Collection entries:
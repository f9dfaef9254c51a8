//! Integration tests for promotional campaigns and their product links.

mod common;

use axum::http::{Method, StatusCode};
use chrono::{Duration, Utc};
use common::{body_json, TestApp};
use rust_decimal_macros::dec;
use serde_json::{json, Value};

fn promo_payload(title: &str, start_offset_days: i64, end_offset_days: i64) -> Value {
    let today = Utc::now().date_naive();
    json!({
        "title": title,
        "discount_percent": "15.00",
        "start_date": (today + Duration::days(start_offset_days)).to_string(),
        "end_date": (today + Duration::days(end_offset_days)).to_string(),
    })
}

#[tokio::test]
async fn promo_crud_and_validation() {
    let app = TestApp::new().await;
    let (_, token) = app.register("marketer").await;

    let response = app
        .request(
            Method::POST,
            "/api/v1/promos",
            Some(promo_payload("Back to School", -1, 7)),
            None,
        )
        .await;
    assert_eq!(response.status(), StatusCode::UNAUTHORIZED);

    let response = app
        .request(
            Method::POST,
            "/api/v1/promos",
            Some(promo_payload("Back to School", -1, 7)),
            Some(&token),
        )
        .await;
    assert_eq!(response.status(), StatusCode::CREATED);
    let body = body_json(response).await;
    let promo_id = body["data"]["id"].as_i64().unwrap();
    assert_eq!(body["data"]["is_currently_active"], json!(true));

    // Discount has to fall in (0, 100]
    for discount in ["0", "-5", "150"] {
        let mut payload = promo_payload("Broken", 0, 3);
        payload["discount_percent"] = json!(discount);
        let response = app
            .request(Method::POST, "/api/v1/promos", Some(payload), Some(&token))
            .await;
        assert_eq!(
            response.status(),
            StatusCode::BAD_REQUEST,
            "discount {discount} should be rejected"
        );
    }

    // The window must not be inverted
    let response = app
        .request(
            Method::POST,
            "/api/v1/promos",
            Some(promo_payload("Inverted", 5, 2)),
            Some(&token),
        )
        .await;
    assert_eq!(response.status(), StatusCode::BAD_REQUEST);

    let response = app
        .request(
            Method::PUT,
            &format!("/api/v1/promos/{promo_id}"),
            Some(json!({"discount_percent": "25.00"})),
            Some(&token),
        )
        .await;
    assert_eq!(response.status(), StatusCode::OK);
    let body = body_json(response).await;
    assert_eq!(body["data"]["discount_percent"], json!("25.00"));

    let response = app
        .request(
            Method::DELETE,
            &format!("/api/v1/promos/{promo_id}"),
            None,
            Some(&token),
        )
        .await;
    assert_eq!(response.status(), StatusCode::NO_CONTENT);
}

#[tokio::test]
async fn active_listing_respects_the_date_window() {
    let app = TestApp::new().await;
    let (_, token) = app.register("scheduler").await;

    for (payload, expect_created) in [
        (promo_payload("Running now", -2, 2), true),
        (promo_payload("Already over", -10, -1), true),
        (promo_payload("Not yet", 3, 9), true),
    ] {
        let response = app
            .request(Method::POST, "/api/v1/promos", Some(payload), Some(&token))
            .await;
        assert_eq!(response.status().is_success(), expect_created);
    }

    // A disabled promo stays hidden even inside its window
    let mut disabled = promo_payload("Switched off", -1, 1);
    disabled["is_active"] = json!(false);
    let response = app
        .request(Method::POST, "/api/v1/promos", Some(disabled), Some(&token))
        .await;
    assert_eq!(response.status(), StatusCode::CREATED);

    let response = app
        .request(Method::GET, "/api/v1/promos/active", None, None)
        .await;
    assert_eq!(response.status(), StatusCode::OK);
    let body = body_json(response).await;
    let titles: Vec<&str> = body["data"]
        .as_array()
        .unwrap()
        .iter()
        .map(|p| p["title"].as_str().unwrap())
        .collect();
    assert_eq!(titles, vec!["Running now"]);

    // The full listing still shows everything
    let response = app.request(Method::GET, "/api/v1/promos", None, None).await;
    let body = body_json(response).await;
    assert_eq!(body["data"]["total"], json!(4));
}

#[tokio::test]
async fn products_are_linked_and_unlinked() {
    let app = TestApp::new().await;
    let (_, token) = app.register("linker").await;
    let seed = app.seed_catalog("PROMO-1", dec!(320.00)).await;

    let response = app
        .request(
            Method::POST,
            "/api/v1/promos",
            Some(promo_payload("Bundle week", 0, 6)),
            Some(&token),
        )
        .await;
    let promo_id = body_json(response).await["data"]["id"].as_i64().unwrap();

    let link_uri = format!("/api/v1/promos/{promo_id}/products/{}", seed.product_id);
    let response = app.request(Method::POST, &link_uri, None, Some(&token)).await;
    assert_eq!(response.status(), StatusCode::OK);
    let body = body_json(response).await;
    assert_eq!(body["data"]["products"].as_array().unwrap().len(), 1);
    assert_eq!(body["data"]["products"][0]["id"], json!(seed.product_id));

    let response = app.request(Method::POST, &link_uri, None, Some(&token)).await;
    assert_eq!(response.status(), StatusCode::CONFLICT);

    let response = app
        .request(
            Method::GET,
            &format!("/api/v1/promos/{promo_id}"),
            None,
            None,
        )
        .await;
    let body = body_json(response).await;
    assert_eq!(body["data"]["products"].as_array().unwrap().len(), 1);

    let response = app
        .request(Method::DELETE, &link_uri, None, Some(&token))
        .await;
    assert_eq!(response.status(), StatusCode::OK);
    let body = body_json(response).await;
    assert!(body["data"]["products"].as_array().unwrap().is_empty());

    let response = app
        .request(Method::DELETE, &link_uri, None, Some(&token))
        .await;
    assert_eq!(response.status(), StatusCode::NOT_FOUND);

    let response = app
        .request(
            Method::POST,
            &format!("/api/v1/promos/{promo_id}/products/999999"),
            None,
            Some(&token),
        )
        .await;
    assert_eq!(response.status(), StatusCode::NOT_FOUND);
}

==

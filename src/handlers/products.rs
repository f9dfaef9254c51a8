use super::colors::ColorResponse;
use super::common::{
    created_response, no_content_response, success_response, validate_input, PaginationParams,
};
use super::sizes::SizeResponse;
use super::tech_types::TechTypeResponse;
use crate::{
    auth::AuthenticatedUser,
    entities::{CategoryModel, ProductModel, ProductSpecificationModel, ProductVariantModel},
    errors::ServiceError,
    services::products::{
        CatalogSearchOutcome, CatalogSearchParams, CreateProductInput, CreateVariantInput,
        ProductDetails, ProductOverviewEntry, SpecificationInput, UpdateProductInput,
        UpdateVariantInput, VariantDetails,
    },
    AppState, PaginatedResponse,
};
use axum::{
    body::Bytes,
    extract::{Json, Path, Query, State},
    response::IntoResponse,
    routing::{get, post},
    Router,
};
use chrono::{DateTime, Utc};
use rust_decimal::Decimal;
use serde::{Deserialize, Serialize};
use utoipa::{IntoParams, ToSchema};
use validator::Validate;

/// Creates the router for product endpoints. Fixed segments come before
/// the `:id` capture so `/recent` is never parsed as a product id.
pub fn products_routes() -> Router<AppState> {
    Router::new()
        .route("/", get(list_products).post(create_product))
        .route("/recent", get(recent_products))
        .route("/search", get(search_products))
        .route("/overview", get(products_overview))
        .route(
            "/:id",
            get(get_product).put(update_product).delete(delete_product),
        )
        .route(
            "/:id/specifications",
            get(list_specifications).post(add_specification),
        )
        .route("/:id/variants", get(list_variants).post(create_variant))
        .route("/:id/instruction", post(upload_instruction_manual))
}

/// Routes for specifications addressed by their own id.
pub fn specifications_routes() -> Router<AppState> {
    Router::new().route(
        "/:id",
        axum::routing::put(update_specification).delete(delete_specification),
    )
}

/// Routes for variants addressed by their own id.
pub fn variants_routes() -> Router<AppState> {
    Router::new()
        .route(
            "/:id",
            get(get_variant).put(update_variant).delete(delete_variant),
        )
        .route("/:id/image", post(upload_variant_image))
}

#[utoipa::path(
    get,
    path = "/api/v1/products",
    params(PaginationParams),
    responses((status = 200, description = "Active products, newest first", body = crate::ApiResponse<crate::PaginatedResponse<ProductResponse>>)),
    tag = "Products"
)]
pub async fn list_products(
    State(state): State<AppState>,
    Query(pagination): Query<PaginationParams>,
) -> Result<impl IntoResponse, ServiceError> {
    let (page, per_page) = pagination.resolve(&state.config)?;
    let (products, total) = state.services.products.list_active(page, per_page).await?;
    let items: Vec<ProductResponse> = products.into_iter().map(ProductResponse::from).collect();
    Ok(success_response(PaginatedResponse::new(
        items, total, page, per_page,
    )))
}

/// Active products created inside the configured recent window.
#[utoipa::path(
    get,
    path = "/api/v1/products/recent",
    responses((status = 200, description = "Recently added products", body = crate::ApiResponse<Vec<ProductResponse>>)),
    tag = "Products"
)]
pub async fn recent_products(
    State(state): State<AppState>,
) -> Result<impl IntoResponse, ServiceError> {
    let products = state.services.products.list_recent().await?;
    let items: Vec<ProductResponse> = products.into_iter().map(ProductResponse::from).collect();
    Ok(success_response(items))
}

* * *

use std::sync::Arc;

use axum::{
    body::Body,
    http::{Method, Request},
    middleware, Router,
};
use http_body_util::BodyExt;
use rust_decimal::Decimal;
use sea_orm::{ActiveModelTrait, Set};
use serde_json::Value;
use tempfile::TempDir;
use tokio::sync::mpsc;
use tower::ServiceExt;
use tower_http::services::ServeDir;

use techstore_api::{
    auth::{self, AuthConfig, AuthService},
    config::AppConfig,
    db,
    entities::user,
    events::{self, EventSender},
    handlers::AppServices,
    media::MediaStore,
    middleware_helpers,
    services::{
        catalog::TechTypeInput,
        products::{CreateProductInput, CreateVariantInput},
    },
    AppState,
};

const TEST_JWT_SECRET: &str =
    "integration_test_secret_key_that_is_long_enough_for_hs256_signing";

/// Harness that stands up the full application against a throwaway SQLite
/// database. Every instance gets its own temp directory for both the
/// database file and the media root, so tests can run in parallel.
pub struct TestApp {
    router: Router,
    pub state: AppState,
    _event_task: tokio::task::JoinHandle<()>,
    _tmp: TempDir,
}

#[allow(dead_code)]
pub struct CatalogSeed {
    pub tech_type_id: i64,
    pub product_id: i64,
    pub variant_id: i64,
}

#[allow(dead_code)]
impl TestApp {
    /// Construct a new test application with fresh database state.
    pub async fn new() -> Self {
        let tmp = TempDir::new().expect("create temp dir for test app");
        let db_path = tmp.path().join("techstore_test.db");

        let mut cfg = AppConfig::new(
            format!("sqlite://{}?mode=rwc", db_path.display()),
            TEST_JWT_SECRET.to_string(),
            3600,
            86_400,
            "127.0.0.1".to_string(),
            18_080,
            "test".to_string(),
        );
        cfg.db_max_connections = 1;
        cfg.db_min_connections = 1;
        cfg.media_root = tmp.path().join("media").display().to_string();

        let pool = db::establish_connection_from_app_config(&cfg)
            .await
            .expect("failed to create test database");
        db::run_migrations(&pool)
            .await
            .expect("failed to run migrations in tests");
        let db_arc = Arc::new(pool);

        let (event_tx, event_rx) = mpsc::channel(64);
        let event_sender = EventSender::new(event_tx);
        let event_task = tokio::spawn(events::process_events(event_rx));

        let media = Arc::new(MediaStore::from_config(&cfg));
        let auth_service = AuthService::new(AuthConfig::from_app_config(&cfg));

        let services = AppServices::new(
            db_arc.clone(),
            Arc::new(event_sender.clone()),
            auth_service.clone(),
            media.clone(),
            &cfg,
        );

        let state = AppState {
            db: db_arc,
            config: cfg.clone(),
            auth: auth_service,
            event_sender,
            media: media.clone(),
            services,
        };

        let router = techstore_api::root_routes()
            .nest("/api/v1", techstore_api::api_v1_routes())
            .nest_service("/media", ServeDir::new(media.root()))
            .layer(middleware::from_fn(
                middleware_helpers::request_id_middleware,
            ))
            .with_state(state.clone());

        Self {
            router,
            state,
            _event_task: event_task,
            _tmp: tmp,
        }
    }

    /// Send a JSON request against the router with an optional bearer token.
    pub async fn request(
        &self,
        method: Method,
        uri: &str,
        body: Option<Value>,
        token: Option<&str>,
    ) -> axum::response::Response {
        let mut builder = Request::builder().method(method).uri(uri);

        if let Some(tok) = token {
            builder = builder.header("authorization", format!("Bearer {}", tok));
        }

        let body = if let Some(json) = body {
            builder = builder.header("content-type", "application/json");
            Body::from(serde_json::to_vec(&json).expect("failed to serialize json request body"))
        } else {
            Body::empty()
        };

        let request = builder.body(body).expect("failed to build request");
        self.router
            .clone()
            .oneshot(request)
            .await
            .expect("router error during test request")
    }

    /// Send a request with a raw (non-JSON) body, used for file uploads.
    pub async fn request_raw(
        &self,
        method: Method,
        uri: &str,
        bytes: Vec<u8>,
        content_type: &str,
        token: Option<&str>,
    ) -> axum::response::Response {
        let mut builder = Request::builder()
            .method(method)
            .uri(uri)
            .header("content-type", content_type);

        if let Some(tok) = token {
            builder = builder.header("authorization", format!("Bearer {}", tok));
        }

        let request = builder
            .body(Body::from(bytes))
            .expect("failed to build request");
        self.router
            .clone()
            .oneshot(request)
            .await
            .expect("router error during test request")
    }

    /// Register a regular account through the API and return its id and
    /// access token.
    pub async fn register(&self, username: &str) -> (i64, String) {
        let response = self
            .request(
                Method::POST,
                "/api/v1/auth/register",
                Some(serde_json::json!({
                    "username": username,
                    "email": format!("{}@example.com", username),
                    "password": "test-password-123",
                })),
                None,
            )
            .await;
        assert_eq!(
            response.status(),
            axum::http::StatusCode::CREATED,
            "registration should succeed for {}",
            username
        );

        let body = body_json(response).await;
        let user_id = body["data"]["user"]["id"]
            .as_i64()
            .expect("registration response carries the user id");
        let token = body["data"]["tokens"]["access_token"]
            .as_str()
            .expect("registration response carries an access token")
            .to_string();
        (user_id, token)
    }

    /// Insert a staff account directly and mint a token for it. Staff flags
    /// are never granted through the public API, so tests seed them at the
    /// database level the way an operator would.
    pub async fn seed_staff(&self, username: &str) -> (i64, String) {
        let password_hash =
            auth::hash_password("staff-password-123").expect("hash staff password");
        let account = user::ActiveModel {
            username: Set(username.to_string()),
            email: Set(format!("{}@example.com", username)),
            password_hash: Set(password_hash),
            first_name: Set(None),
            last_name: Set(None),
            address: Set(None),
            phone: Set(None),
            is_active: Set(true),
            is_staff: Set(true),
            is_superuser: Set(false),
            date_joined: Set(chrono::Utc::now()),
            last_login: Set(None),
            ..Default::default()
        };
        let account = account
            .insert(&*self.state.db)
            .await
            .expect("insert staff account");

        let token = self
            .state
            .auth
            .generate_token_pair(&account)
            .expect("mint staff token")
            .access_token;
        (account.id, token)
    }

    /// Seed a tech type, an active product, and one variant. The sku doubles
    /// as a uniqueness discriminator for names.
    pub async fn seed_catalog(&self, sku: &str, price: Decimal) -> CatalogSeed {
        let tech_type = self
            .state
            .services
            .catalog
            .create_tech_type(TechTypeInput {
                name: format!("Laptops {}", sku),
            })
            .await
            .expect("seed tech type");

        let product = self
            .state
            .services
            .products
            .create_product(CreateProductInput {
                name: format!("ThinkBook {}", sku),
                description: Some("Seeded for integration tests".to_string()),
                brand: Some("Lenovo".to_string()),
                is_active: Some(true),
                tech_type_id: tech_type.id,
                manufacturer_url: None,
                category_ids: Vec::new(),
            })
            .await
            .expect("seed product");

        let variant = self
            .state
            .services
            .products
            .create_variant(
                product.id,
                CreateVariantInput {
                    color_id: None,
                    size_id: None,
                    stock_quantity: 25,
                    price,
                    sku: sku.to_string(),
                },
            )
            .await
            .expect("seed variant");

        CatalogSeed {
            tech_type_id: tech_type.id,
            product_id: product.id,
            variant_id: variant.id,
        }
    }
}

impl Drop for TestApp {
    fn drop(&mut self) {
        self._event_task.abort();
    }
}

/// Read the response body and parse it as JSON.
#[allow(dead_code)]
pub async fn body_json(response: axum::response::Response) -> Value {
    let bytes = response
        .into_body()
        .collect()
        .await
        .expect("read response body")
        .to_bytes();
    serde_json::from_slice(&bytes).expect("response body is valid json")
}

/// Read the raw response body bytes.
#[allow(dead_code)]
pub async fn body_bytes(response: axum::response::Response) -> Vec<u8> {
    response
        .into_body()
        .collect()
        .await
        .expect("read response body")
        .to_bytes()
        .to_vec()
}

■ Try it
If a line of the data contains "display", copy it out.

■ Written answer
            format!("sqlite://{}?mode=rwc", db_path.display()),
        cfg.media_root = tmp.path().join("media").display().to_string();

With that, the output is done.